> **Provided records**
——

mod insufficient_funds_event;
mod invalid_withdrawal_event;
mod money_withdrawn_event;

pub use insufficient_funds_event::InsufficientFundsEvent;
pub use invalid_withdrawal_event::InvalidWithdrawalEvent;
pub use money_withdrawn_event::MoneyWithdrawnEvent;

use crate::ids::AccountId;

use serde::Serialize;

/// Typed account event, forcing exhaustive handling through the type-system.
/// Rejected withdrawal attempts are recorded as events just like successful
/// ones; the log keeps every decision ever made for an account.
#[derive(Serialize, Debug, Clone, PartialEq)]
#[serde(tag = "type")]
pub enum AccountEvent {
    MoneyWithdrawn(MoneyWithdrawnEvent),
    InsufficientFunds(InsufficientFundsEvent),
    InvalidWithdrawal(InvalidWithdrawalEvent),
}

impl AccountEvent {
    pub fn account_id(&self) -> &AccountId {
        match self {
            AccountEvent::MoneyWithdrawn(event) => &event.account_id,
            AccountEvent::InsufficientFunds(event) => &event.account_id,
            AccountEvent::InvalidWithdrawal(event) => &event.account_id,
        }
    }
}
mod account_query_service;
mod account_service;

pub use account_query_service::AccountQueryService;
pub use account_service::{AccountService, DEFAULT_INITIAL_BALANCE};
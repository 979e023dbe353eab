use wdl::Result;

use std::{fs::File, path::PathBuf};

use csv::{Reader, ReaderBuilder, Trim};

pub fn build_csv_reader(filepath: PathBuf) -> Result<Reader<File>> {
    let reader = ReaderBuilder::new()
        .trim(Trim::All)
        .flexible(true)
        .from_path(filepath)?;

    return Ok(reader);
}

——

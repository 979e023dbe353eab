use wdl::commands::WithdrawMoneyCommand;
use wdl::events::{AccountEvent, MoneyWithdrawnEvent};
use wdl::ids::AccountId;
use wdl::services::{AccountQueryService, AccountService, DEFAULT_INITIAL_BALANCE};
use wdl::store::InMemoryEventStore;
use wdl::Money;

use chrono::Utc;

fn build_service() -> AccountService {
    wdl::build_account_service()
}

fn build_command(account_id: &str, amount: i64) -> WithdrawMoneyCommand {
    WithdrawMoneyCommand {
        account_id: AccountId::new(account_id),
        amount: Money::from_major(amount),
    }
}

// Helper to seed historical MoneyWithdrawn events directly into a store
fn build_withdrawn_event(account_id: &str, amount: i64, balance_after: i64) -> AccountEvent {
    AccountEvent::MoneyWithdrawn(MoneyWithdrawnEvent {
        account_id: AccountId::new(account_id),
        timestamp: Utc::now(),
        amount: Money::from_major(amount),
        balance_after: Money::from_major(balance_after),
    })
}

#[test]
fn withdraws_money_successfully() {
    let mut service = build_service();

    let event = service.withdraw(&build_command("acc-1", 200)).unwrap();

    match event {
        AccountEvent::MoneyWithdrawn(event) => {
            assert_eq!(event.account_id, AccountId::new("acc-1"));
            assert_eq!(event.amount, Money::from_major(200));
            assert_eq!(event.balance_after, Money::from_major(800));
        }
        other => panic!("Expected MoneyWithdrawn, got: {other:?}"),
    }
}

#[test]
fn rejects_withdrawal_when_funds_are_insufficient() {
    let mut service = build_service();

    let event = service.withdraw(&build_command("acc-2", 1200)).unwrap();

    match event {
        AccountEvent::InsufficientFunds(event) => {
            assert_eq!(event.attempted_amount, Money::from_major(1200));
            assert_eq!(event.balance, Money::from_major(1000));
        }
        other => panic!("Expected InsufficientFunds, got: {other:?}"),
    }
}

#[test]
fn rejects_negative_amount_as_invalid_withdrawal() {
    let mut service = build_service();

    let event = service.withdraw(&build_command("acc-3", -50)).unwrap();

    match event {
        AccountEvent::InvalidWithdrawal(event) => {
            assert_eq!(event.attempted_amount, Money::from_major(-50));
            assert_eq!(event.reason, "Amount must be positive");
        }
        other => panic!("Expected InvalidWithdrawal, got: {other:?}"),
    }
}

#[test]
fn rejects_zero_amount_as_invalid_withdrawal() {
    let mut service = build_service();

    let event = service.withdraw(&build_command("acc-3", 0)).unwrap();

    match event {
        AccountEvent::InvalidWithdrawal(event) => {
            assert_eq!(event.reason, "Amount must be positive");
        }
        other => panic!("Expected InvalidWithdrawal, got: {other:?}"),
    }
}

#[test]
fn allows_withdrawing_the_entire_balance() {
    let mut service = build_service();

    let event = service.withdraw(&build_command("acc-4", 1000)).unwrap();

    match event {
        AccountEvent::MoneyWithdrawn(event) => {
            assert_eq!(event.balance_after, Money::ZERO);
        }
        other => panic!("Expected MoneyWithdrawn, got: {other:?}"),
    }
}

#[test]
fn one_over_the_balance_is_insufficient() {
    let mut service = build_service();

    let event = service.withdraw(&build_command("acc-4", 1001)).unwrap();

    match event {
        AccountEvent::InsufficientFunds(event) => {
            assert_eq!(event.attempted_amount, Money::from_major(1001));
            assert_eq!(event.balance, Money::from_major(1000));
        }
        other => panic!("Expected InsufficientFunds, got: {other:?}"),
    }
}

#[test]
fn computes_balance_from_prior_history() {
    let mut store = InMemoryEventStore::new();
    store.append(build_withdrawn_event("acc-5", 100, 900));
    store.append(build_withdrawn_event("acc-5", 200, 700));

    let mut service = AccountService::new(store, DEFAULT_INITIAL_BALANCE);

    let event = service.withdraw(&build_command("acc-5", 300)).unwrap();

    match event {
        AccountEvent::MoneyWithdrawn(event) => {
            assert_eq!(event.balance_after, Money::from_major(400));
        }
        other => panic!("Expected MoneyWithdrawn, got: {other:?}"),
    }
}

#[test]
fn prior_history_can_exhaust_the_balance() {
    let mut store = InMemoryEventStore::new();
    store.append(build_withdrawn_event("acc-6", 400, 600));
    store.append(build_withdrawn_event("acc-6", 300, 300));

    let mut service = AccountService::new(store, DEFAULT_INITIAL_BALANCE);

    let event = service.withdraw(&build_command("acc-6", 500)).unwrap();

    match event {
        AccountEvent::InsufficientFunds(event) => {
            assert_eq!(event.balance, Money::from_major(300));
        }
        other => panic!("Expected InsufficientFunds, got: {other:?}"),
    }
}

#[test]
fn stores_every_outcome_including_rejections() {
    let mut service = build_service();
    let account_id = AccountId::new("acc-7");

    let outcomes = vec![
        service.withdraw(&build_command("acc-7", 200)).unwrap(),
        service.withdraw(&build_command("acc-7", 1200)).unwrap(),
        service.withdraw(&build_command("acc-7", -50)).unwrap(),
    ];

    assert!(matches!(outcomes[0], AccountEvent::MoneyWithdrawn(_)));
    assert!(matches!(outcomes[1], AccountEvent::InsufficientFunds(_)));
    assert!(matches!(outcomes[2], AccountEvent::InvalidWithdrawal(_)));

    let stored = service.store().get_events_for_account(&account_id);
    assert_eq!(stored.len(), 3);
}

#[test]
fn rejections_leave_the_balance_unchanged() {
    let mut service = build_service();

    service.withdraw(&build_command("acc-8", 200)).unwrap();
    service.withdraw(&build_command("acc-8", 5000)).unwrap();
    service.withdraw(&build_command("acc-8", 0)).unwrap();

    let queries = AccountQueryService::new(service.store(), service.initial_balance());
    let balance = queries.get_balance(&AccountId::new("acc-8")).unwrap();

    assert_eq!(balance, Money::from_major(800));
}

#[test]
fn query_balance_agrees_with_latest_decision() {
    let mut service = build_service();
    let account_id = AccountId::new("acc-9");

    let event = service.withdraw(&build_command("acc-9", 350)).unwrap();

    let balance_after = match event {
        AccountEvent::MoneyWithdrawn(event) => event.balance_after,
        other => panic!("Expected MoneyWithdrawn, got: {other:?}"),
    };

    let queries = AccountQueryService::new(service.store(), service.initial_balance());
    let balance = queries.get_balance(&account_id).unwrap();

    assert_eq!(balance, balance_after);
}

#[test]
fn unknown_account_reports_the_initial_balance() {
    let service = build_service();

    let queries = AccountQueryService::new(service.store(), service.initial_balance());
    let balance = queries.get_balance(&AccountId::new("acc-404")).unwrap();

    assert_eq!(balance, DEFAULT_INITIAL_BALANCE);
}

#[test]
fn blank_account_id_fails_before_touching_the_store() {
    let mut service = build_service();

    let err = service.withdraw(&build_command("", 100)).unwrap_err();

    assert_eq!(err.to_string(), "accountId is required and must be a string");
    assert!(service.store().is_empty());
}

——

> **What to produce**
Using the listing above, show every line that includes the string "WithdrawMoneyCommand".

> **Exercise response**
use wdl::commands::WithdrawMoneyCommand;
fn build_command(account_id: &str, amount: i64) -> WithdrawMoneyCommand {
    WithdrawMoneyCommand {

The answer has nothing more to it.